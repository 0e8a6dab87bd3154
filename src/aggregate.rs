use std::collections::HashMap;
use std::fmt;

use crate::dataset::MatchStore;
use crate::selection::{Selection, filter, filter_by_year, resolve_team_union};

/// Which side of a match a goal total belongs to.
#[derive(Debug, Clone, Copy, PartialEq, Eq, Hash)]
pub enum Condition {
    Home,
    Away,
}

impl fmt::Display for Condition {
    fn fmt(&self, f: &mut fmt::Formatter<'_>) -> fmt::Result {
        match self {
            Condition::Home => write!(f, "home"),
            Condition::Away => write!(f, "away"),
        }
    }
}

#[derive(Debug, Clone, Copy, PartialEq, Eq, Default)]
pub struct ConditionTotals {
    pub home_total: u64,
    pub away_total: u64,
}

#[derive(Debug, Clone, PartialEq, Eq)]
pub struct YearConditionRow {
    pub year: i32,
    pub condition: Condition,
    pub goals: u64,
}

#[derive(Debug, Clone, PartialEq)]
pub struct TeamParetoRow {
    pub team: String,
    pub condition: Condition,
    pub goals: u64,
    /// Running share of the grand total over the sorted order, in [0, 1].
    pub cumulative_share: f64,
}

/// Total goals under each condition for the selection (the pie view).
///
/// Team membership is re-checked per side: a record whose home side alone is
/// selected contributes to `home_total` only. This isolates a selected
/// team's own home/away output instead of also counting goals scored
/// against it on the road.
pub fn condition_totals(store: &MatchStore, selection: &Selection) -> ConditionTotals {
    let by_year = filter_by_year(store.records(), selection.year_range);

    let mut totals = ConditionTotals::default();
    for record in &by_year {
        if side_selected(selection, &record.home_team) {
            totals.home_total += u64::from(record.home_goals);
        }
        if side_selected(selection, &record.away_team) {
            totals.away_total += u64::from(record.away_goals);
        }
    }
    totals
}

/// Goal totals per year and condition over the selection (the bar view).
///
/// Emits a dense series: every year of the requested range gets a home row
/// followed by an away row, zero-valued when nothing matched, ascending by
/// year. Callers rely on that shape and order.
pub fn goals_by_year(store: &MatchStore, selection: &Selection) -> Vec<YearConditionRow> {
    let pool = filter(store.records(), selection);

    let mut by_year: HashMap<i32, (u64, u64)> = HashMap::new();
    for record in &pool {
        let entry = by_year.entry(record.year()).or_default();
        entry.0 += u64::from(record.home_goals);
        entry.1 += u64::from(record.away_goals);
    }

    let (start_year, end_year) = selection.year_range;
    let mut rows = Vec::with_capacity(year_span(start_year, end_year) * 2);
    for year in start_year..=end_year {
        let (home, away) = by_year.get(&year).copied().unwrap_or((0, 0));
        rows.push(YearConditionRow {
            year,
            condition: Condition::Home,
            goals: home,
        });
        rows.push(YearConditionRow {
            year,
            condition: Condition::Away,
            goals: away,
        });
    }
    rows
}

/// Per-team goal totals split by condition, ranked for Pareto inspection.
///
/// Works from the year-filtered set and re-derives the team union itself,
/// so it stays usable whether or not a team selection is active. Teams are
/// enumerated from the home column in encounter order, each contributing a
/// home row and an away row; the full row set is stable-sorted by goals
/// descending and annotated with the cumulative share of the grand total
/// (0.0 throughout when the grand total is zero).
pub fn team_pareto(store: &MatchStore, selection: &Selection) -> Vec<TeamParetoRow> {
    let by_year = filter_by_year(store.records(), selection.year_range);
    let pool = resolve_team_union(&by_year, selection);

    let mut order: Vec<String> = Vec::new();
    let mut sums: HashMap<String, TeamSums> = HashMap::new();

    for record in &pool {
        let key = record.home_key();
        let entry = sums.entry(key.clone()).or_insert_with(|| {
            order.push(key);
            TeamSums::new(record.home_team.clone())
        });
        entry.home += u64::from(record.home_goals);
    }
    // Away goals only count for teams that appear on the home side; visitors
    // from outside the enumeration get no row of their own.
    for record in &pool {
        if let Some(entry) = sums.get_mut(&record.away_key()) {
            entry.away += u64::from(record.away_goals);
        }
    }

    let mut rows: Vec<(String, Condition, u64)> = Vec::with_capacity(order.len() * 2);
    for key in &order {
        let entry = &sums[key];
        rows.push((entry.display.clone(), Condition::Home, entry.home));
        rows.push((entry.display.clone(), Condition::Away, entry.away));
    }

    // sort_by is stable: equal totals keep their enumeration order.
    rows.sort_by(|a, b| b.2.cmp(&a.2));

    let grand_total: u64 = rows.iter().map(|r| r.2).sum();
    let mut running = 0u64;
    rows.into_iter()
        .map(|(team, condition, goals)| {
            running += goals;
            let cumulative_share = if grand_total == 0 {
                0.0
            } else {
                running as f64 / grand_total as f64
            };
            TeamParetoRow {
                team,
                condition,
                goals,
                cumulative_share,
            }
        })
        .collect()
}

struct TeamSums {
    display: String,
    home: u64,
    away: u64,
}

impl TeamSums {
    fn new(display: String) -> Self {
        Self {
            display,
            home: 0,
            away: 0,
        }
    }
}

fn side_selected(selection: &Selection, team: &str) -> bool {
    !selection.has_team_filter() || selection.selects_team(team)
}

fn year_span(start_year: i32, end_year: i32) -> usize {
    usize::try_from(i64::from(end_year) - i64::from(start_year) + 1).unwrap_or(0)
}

■ ■ ■ ■ ■ ■ ■

#### [Task item]
Search the data above for the string "struct" and report each line that holds it.

#### [Response to the exercise]
pub struct ConditionTotals {
pub struct YearConditionRow {
pub struct TeamParetoRow {
struct TeamSums {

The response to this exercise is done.